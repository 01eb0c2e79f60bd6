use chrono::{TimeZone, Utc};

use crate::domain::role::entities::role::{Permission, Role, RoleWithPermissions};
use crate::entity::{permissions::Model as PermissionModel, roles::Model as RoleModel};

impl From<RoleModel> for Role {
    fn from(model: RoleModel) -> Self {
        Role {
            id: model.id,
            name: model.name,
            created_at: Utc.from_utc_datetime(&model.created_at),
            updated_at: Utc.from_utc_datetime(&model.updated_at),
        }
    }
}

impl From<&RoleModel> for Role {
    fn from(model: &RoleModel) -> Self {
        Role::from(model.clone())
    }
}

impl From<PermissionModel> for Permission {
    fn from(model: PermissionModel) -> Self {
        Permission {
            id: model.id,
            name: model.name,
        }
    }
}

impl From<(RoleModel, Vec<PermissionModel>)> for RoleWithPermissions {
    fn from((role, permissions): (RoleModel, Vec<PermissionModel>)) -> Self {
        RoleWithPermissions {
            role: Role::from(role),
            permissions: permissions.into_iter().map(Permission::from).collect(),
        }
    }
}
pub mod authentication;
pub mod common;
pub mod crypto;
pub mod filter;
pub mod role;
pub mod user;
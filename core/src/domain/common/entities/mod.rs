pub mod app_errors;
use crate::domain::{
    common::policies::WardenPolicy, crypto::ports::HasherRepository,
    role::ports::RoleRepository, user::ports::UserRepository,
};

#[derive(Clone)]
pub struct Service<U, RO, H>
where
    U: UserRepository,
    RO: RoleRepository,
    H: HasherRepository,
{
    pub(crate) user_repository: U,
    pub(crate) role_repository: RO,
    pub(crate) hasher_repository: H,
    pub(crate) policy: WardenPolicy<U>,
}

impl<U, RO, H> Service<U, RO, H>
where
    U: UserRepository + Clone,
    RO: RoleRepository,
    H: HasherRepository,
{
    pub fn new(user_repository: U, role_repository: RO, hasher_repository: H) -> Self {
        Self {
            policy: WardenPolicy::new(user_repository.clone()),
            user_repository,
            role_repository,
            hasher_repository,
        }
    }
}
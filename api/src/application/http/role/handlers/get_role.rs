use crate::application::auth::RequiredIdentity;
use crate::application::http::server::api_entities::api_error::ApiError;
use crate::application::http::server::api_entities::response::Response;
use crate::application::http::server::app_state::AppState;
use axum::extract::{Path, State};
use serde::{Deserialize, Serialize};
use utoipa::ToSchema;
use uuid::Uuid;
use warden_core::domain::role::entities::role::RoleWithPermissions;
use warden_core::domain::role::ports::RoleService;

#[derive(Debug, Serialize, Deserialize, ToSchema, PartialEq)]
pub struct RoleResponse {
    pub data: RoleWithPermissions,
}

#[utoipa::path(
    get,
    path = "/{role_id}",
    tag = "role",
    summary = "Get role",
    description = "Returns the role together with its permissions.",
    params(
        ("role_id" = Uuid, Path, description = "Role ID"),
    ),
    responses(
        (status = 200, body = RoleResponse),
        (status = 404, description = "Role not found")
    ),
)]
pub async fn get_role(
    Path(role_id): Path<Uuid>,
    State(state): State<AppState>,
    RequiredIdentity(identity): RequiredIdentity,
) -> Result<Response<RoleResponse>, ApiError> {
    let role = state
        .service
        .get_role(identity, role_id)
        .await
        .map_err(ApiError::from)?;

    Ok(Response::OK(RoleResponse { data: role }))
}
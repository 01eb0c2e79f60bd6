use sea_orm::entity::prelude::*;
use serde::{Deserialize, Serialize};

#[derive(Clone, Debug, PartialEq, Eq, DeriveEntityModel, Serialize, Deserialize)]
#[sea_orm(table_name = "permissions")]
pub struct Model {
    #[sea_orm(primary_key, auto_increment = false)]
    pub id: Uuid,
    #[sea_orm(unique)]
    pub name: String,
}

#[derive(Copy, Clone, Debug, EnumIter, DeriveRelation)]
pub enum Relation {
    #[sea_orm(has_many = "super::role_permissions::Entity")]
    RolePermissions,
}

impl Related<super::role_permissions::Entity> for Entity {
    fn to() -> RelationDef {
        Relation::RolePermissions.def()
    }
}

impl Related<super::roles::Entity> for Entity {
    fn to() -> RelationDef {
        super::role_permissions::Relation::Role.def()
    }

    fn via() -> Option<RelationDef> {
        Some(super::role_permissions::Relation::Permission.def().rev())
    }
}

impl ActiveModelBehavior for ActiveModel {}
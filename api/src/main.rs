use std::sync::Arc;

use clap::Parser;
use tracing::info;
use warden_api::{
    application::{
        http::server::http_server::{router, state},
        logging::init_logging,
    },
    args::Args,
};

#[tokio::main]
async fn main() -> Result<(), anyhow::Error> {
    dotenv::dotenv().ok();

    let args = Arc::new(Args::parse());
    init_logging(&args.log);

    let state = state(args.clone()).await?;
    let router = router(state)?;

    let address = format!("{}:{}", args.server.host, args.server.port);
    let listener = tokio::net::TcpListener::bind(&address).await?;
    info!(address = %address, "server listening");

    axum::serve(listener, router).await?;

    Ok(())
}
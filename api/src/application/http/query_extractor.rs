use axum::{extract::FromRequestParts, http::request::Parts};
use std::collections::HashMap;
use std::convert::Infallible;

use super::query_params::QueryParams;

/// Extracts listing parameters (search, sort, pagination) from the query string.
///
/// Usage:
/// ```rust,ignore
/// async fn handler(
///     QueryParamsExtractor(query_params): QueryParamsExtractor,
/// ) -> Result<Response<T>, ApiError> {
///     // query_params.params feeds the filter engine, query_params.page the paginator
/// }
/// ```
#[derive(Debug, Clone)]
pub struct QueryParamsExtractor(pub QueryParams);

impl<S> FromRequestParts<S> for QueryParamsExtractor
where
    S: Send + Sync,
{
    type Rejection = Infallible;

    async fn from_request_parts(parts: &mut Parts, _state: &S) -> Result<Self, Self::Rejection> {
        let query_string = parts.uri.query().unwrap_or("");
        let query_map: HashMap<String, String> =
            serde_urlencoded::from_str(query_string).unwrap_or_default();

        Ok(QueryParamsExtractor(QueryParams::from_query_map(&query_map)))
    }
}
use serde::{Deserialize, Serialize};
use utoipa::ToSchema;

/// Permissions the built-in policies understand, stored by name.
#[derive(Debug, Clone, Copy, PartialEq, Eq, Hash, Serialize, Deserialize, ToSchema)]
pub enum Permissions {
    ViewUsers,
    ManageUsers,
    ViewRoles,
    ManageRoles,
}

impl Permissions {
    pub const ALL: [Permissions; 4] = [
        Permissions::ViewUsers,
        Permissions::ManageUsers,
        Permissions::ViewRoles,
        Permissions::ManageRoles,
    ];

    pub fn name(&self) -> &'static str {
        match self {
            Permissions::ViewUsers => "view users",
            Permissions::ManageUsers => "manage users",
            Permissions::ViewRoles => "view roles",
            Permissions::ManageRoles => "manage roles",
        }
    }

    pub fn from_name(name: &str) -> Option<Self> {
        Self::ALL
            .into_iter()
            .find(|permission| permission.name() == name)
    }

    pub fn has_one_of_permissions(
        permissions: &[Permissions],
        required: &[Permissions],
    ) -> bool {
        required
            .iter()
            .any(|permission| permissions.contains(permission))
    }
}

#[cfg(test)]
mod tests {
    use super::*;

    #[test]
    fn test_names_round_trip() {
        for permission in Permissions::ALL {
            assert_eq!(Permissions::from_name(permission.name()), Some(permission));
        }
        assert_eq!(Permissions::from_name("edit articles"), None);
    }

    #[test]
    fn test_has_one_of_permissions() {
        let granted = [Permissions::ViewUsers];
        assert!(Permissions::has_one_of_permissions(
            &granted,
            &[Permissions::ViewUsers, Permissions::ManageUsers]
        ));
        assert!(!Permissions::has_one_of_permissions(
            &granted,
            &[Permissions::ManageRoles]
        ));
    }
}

==

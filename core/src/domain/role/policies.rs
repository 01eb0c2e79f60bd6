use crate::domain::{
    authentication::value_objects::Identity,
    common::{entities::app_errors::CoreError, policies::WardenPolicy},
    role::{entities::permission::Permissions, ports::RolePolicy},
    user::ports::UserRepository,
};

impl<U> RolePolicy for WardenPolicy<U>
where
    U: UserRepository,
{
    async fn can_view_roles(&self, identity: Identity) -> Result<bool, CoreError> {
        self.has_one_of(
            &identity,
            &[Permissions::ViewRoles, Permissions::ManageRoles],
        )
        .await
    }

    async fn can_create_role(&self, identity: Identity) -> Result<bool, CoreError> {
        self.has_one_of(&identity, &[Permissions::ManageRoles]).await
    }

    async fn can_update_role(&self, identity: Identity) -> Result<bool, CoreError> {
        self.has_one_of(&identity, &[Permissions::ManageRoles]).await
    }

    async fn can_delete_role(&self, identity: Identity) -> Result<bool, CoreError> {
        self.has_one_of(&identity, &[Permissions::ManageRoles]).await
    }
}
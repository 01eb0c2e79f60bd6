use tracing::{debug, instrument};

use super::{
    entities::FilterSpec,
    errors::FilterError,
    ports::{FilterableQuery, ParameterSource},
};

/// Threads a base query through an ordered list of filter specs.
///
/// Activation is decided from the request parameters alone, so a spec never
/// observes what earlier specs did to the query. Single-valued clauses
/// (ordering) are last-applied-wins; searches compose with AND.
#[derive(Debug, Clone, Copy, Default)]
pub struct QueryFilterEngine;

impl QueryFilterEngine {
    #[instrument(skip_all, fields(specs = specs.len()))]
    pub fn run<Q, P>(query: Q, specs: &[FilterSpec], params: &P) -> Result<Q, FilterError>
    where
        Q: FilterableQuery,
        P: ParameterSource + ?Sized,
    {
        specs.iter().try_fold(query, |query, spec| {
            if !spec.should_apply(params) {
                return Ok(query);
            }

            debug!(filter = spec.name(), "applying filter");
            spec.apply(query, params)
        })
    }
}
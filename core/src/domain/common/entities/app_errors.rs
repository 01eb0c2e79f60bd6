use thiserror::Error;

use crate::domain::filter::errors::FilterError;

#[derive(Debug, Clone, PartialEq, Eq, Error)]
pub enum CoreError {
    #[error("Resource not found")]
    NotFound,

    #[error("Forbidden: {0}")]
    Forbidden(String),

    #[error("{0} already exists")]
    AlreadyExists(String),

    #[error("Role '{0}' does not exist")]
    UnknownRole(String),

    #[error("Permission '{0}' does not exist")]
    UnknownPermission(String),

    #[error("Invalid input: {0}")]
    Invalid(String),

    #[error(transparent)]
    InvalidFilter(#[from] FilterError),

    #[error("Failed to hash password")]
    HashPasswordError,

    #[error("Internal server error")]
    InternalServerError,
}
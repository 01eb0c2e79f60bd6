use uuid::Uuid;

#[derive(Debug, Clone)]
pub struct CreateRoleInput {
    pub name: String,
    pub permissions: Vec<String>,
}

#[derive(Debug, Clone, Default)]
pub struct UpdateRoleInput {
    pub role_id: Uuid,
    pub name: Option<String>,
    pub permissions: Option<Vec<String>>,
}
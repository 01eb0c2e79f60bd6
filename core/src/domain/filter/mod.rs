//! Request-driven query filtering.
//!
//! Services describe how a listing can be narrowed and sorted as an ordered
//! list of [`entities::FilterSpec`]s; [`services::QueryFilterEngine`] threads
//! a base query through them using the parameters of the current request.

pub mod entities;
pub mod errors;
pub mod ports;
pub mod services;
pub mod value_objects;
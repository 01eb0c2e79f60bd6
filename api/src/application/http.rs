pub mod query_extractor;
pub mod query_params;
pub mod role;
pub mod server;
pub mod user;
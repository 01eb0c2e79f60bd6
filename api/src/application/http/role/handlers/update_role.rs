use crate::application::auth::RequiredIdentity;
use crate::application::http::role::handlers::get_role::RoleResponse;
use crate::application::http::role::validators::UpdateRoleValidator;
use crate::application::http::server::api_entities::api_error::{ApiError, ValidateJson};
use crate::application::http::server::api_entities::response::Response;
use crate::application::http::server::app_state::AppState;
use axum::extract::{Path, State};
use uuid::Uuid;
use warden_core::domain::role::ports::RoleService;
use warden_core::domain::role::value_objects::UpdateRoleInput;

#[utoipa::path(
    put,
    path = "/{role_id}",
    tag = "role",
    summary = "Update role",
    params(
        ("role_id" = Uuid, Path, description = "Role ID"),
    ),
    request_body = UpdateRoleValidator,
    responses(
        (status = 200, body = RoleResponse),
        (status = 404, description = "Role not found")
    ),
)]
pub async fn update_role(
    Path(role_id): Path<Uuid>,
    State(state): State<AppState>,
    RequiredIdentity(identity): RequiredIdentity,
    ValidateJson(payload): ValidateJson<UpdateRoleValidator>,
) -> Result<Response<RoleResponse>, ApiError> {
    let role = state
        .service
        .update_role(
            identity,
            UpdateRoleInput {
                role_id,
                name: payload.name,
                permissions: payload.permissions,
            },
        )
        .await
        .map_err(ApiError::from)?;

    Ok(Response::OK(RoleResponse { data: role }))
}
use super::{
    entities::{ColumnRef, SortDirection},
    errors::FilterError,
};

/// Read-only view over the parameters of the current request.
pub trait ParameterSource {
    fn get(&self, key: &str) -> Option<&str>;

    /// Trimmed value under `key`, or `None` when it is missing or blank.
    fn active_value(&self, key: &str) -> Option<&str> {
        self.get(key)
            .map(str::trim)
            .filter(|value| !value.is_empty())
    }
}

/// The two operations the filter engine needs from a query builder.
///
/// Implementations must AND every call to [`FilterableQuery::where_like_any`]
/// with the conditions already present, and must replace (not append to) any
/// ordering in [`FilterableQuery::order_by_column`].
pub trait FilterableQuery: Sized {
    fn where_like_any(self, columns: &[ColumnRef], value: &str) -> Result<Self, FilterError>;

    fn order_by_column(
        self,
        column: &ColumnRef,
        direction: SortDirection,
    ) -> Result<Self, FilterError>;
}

* [WORK TO BE COMPLETED]: Show all lines in the preceding material that have "UpdateRoleValidator" in them.

* [OUTPUT FOR THIS TASK]:
use crate::application::http::role::validators::UpdateRoleValidator;
    request_body = UpdateRoleValidator,
    ValidateJson(payload): ValidateJson<UpdateRoleValidator>,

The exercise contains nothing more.